## Aim of the exercise
From the data that follows, print exactly the lines starting at the one containing "if batches.len() == 1" and ending at the one containing "fn num_row_groups(&self) ->"; include both of them and nothing more.

## Task material
###

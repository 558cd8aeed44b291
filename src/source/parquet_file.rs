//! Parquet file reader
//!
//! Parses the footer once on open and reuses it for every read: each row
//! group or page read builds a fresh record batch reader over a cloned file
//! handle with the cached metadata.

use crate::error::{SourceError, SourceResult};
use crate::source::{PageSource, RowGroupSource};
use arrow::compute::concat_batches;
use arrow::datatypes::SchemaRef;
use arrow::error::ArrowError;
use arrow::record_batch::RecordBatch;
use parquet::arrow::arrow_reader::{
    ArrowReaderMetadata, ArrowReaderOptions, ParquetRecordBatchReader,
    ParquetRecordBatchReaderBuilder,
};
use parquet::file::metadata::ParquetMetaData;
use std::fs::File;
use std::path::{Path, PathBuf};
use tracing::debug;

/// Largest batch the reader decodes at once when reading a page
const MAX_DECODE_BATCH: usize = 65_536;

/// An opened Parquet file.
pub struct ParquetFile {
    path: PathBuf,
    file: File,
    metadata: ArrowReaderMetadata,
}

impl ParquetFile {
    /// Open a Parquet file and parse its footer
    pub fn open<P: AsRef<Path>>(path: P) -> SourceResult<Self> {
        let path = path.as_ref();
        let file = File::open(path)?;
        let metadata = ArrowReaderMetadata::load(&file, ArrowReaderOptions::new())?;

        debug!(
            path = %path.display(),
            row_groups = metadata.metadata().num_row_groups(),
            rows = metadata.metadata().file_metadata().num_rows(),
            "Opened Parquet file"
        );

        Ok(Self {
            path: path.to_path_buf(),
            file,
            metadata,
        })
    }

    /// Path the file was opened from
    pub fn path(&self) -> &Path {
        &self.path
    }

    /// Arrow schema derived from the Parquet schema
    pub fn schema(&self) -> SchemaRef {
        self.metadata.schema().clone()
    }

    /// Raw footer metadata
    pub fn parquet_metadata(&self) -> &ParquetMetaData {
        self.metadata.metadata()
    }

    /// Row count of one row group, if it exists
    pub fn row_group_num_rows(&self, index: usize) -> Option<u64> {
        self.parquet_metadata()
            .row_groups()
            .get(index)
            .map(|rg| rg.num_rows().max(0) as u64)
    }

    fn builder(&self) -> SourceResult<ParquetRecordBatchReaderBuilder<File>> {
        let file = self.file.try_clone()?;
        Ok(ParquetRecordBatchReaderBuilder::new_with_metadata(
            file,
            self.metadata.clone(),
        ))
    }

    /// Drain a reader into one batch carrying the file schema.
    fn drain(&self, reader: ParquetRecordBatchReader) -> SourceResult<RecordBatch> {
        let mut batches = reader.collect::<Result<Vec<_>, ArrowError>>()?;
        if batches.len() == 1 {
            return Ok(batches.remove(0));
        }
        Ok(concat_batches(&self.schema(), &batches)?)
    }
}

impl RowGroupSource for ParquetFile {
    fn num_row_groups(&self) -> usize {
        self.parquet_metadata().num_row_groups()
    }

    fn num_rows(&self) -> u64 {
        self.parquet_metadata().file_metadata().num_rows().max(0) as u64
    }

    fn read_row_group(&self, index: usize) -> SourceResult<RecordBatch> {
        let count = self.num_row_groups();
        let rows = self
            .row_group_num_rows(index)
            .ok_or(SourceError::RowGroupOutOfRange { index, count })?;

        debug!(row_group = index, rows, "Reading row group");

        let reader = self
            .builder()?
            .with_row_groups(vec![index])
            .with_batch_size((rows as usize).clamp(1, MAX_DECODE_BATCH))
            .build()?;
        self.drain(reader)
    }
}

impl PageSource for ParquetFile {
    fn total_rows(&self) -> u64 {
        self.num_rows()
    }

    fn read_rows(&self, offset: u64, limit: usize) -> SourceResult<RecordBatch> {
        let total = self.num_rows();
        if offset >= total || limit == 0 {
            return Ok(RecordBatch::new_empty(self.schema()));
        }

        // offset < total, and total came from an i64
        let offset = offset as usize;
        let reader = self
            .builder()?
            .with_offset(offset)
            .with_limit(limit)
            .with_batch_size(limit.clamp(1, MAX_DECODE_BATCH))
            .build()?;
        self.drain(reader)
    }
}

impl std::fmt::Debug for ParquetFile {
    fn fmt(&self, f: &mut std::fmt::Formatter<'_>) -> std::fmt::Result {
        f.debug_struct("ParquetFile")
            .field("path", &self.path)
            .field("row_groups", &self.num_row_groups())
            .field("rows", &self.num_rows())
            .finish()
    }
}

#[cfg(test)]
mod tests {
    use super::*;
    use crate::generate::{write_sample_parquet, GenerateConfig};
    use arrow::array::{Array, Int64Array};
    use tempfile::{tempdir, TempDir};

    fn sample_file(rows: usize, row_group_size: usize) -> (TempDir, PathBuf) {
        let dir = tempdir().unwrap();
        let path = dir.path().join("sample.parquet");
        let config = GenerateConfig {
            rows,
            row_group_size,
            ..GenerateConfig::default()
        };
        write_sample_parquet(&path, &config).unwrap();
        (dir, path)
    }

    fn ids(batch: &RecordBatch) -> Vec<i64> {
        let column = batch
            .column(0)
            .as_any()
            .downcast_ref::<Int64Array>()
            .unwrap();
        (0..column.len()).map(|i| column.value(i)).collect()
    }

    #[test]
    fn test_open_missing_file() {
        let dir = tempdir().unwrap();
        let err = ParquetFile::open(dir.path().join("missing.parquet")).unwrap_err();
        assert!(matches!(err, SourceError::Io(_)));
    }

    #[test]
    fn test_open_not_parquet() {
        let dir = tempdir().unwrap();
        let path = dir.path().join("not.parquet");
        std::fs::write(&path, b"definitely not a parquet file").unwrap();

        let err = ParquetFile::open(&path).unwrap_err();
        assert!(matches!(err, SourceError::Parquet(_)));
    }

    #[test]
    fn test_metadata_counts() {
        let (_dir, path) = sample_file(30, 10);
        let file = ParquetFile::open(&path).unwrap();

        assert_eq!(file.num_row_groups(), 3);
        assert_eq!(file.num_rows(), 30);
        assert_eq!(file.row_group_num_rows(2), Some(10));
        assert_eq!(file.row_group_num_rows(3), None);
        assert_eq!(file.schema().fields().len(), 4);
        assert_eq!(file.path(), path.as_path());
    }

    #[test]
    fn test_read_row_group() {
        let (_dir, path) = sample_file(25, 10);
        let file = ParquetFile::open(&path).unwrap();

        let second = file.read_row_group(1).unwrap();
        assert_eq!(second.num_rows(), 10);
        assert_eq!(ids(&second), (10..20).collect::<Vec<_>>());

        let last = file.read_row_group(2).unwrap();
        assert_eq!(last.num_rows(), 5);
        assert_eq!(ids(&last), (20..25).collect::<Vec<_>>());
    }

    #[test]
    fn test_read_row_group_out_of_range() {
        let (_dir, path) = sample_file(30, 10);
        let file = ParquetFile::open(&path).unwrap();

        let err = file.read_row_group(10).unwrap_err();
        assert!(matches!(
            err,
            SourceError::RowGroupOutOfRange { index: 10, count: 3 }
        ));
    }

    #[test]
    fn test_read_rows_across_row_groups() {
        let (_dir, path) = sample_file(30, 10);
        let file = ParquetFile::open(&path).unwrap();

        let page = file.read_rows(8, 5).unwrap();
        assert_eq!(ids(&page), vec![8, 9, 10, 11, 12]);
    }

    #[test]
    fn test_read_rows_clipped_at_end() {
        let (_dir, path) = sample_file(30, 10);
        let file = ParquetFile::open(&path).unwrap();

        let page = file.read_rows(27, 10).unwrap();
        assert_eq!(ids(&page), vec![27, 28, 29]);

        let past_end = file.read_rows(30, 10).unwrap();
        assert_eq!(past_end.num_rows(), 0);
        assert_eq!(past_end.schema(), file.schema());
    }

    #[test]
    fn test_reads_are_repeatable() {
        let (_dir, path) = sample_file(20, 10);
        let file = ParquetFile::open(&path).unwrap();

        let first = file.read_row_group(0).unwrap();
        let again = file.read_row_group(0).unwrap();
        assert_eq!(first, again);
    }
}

###

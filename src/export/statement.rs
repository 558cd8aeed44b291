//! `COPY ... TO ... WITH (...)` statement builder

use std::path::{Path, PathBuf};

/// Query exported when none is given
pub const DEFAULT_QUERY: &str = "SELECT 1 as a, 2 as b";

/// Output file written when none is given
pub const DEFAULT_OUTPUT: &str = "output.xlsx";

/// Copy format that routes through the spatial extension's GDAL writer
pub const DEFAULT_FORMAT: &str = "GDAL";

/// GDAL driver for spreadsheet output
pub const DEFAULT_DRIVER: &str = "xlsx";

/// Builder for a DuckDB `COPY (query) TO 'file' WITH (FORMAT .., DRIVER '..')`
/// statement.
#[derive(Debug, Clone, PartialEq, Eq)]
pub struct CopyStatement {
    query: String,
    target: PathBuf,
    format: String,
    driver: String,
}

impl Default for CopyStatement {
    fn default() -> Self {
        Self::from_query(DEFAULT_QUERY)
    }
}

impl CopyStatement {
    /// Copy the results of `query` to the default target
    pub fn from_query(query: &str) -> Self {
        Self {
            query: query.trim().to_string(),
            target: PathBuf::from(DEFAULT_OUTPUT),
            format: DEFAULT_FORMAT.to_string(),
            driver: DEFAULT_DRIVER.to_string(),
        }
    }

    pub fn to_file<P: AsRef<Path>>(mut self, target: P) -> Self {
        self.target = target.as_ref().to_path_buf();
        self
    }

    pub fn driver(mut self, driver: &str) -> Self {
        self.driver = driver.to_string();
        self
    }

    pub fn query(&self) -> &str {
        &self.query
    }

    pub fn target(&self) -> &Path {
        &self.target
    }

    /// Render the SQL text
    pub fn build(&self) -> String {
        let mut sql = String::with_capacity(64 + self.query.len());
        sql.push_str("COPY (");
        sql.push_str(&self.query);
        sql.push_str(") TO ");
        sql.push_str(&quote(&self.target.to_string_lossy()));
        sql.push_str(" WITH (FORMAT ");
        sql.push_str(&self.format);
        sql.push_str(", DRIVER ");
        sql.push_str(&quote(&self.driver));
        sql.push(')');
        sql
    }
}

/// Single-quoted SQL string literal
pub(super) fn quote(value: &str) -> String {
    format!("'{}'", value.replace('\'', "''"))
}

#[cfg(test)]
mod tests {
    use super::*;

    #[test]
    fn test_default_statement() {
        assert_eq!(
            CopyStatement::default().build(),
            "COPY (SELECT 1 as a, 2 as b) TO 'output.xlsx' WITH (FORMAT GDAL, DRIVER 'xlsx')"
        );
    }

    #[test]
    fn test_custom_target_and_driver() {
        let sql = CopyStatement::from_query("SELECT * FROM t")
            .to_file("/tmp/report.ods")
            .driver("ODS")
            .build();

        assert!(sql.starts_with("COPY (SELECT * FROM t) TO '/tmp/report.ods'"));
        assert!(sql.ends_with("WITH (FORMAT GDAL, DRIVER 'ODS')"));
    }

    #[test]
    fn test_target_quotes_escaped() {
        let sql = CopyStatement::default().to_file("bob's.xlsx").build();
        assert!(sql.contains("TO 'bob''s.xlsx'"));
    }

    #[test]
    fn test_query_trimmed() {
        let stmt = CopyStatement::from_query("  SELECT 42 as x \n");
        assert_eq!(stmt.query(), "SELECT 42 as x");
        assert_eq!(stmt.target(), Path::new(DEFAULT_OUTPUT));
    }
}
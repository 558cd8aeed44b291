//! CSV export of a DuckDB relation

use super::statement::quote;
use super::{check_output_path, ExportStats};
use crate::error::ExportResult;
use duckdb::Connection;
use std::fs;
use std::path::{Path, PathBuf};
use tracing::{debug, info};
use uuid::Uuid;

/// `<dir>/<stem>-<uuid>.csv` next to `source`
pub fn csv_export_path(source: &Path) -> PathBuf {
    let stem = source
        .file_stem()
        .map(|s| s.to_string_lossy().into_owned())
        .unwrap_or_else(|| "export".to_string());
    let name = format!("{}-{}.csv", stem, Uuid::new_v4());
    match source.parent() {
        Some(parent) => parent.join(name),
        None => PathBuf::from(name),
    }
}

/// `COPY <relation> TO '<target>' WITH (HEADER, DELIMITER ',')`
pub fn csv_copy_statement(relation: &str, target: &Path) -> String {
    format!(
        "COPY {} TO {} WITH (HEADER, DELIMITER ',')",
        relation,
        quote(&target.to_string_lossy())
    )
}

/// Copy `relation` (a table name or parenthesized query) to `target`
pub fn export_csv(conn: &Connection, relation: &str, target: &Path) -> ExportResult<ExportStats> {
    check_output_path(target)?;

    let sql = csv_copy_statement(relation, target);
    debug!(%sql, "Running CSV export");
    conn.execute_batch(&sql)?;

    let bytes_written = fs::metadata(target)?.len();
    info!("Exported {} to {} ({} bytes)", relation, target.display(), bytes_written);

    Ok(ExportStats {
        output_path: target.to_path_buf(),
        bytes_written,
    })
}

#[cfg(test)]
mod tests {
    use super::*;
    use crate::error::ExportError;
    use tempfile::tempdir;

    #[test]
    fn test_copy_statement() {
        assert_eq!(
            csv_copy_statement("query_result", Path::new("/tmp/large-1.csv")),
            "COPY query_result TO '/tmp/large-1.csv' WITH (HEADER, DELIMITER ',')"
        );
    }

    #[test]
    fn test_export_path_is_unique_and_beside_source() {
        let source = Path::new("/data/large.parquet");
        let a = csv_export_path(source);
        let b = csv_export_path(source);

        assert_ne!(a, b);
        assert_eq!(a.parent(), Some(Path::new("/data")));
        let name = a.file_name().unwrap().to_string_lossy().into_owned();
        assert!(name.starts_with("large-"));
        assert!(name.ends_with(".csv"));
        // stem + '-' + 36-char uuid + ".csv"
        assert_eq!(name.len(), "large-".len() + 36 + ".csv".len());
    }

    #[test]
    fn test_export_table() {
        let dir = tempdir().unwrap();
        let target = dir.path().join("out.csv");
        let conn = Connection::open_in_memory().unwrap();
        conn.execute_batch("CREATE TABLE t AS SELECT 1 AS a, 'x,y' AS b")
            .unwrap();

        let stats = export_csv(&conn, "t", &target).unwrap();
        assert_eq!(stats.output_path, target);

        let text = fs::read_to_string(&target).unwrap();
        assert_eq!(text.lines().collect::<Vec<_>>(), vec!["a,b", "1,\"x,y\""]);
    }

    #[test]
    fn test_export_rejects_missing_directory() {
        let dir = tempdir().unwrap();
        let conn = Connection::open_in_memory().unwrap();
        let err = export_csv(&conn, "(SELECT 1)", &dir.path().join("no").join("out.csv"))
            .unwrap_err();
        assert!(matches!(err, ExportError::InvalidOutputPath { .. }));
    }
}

###

## Your response
        if batches.len() == 1 {
            return Ok(batches.remove(0));
        }
        Ok(concat_batches(&self.schema(), &batches)?)
    }
}

impl RowGroupSource for ParquetFile {
    fn num_row_groups(&self) -> usize {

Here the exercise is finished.